<<<<

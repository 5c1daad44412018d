// ABOUTME: Scripted ProcessRunner for pipeline tests without docker or ssh.
// ABOUTME: Answers commands by substring rules and records every invocation.

use std::io::{self, Cursor};
use std::pin::Pin;
use std::sync::Arc;
use std::sync::atomic::{AtomicUsize, Ordering};
use std::task::{Context, Poll};

use async_trait::async_trait;
use deployer::process::{
    CommandSpec, OutputStream, ProcessControl, ProcessError, ProcessHandle, ProcessOutput,
    ProcessRunner,
};
use parking_lot::Mutex;
use tokio::io::{AsyncRead, ReadBuf};
use tokio::sync::watch;

/// Port the default tunnel script reports.
pub const TUNNEL_PORT: u16 = 40661;

/// How a spawned process behaves.
#[derive(Debug, Clone)]
pub struct SpawnScript {
    pub stdout: Vec<u8>,
    pub stderr: Vec<u8>,
    /// `Some(code)` exits right away; `None` runs until killed.
    pub exit: Option<Option<i32>>,
    pub launch_fails: bool,
}

impl SpawnScript {
    /// An ssh reverse tunnel that reports `port` on stderr and stays up.
    pub fn tunnel(port: u16) -> Self {
        Self {
            stdout: Vec::new(),
            stderr: format!("Allocated port {} for remote forward to localhost:20000\n", port)
                .into_bytes(),
            exit: None,
            launch_fails: false,
        }
    }

    /// ssh that gives up before allocating anything.
    pub fn exits(code: i32, stderr: &str) -> Self {
        Self {
            stdout: Vec::new(),
            stderr: stderr.as_bytes().to_vec(),
            exit: Some(Some(code)),
            launch_fails: false,
        }
    }

    /// ssh that stays up without ever reporting a port.
    pub fn silent() -> Self {
        Self {
            stdout: Vec::new(),
            stderr: Vec::new(),
            exit: None,
            launch_fails: false,
        }
    }

    pub fn missing_binary() -> Self {
        Self {
            launch_fails: true,
            ..Self::silent()
        }
    }

    pub fn on_stdout(mut self) -> Self {
        self.stdout = std::mem::take(&mut self.stderr);
        self
    }

    /// Bytes ssh writes to stderr before anything else.
    pub fn after_banner(mut self, banner: &[u8]) -> Self {
        self.stderr.splice(0..0, banner.iter().copied());
        self
    }

    /// Bytes ssh keeps writing to stderr once the tunnel is up.
    pub fn then_chatter(mut self, chatter: &[u8]) -> Self {
        self.stderr.extend_from_slice(chatter);
        self
    }

    /// Everything the process writes, both streams.
    pub fn total_bytes(&self) -> usize {
        self.stdout.len() + self.stderr.len()
    }
}

struct Rule {
    pattern: String,
    output: ProcessOutput,
}

/// Records commands and replays canned outputs.
///
/// Rules match by substring of the command line; the most recently added
/// matching rule wins. Unmatched commands succeed with empty output.
pub struct FakeRunner {
    rules: Mutex<Vec<Rule>>,
    calls: Mutex<Vec<CommandSpec>>,
    spawns: Mutex<Vec<CommandSpec>>,
    script: Mutex<SpawnScript>,
    kills: Arc<AtomicUsize>,
    drained: Arc<AtomicUsize>,
}

impl Default for FakeRunner {
    fn default() -> Self {
        Self::new()
    }
}

impl FakeRunner {
    pub fn new() -> Self {
        Self {
            rules: Mutex::new(Vec::new()),
            calls: Mutex::new(Vec::new()),
            spawns: Mutex::new(Vec::new()),
            script: Mutex::new(SpawnScript::tunnel(TUNNEL_PORT)),
            kills: Arc::new(AtomicUsize::new(0)),
            drained: Arc::new(AtomicUsize::new(0)),
        }
    }

    /// Answer commands containing `pattern` with exit 0 and `stdout`.
    pub fn stdout(self, pattern: &str, stdout: &str) -> Self {
        self.respond(
            pattern,
            ProcessOutput {
                exit_code: Some(0),
                stdout: stdout.to_string(),
                stderr: String::new(),
            },
        )
    }

    /// Answer commands containing `pattern` with `code` and `stderr`.
    pub fn fail(self, pattern: &str, code: i32, stderr: &str) -> Self {
        self.respond(
            pattern,
            ProcessOutput {
                exit_code: Some(code),
                stdout: String::new(),
                stderr: stderr.to_string(),
            },
        )
    }

    pub fn respond(self, pattern: &str, output: ProcessOutput) -> Self {
        self.rules.lock().push(Rule {
            pattern: pattern.to_string(),
            output,
        });
        self
    }

    pub fn spawn_script(self, script: SpawnScript) -> Self {
        *self.script.lock() = script;
        self
    }

    /// A reachable local registry on `port`.
    pub fn with_local_registry(self, container: &str, port: u16) -> Self {
        self.stdout(
            &format!("docker port {}", container),
            &format!("5000/tcp -> 0.0.0.0:{port}\n5000/tcp -> [::]:{port}\n"),
        )
    }

    /// A swarm of `nodes` nodes.
    pub fn with_nodes(self, nodes: usize) -> Self {
        let ids: String = (1..=nodes).map(|n| format!("node{n}\n")).collect();
        self.stdout("node ls --format {{.ID}}", &ids)
    }

    /// Command lines of every buffered run, in order.
    pub fn commands(&self) -> Vec<String> {
        self.calls.lock().iter().map(CommandSpec::command_line).collect()
    }

    pub fn calls(&self) -> Vec<CommandSpec> {
        self.calls.lock().clone()
    }

    /// Command lines of every spawn, in order.
    pub fn spawned(&self) -> Vec<String> {
        self.spawns.lock().iter().map(CommandSpec::command_line).collect()
    }

    /// Whether some recorded run contains `needle`.
    pub fn ran(&self, needle: &str) -> bool {
        self.commands().iter().any(|line| line.contains(needle))
    }

    /// Position of the first run containing `needle`.
    pub fn position(&self, needle: &str) -> Option<usize> {
        self.commands().iter().position(|line| line.contains(needle))
    }

    /// Kill signals delivered to spawned processes.
    pub fn kills(&self) -> usize {
        self.kills.load(Ordering::SeqCst)
    }

    /// Bytes read so far from the output streams of spawned processes.
    pub fn drained(&self) -> usize {
        self.drained.load(Ordering::SeqCst)
    }
}

#[async_trait]
impl ProcessRunner for FakeRunner {
    async fn run(&self, command: &CommandSpec) -> Result<ProcessOutput, ProcessError> {
        let line = command.command_line();
        self.calls.lock().push(command.clone());

        let rules = self.rules.lock();
        let output = rules
            .iter()
            .rev()
            .find(|rule| line.contains(&rule.pattern))
            .map(|rule| rule.output.clone())
            .unwrap_or_else(|| ProcessOutput {
                exit_code: Some(0),
                ..ProcessOutput::default()
            });
        Ok(output)
    }

    fn spawn(&self, command: &CommandSpec) -> Result<ProcessHandle, ProcessError> {
        self.spawns.lock().push(command.clone());
        let script = self.script.lock().clone();

        if script.launch_fails {
            return Err(ProcessError::Launch {
                program: command.program.clone(),
                source: io::Error::new(io::ErrorKind::NotFound, "No such file or directory"),
            });
        }

        let (status, waiter) = watch::channel(script.exit);
        let stdout: OutputStream = Box::new(CountingReader::new(script.stdout, &self.drained));
        let stderr: OutputStream = Box::new(CountingReader::new(script.stderr, &self.drained));

        Ok(ProcessHandle {
            stdout: Some(stdout),
            stderr: Some(stderr),
            control: Box::new(FakeControl {
                status,
                waiter,
                kills: Arc::clone(&self.kills),
            }),
        })
    }
}

/// Canned process output that counts the bytes its reader consumed.
struct CountingReader {
    inner: Cursor<Vec<u8>>,
    read: Arc<AtomicUsize>,
}

impl CountingReader {
    fn new(bytes: Vec<u8>, read: &Arc<AtomicUsize>) -> Self {
        Self {
            inner: Cursor::new(bytes),
            read: Arc::clone(read),
        }
    }
}

impl AsyncRead for CountingReader {
    fn poll_read(
        mut self: Pin<&mut Self>,
        cx: &mut Context<'_>,
        buf: &mut ReadBuf<'_>,
    ) -> Poll<io::Result<()>> {
        let before = buf.filled().len();
        let poll = Pin::new(&mut self.inner).poll_read(cx, buf);
        self.read.fetch_add(buf.filled().len() - before, Ordering::SeqCst);
        poll
    }
}

/// A process that exits when scripted to or when killed.
pub struct FakeControl {
    status: watch::Sender<Option<Option<i32>>>,
    waiter: watch::Receiver<Option<Option<i32>>>,
    kills: Arc<AtomicUsize>,
}

#[async_trait]
impl ProcessControl for FakeControl {
    fn id(&self) -> Option<u32> {
        Some(4242)
    }

    async fn wait(&mut self) -> io::Result<Option<i32>> {
        let status = self
            .waiter
            .wait_for(Option::is_some)
            .await
            .map_err(|_| io::Error::other("status channel closed"))?;
        Ok((*status).flatten())
    }

    fn kill(&mut self) -> io::Result<()> {
        self.kills.fetch_add(1, Ordering::SeqCst);
        self.status.send_if_modified(|status| {
            if status.is_none() {
                *status = Some(None);
                true
            } else {
                false
            }
        });
        Ok(())
    }
}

>>>>

> **Task**
Note every line of the records that holds the word "pattern", and copy it.

> **Written solution**
    pattern: String,
    /// Answer commands containing `pattern` with exit 0 and `stdout`.
    pub fn stdout(self, pattern: &str, stdout: &str) -> Self {
            pattern,
    /// Answer commands containing `pattern` with `code` and `stderr`.
    pub fn fail(self, pattern: &str, code: i32, stderr: &str) -> Self {
            pattern,
    pub fn respond(self, pattern: &str, output: ProcessOutput) -> Self {
            pattern: pattern.to_string(),
            .find(|rule| line.contains(&rule.pattern))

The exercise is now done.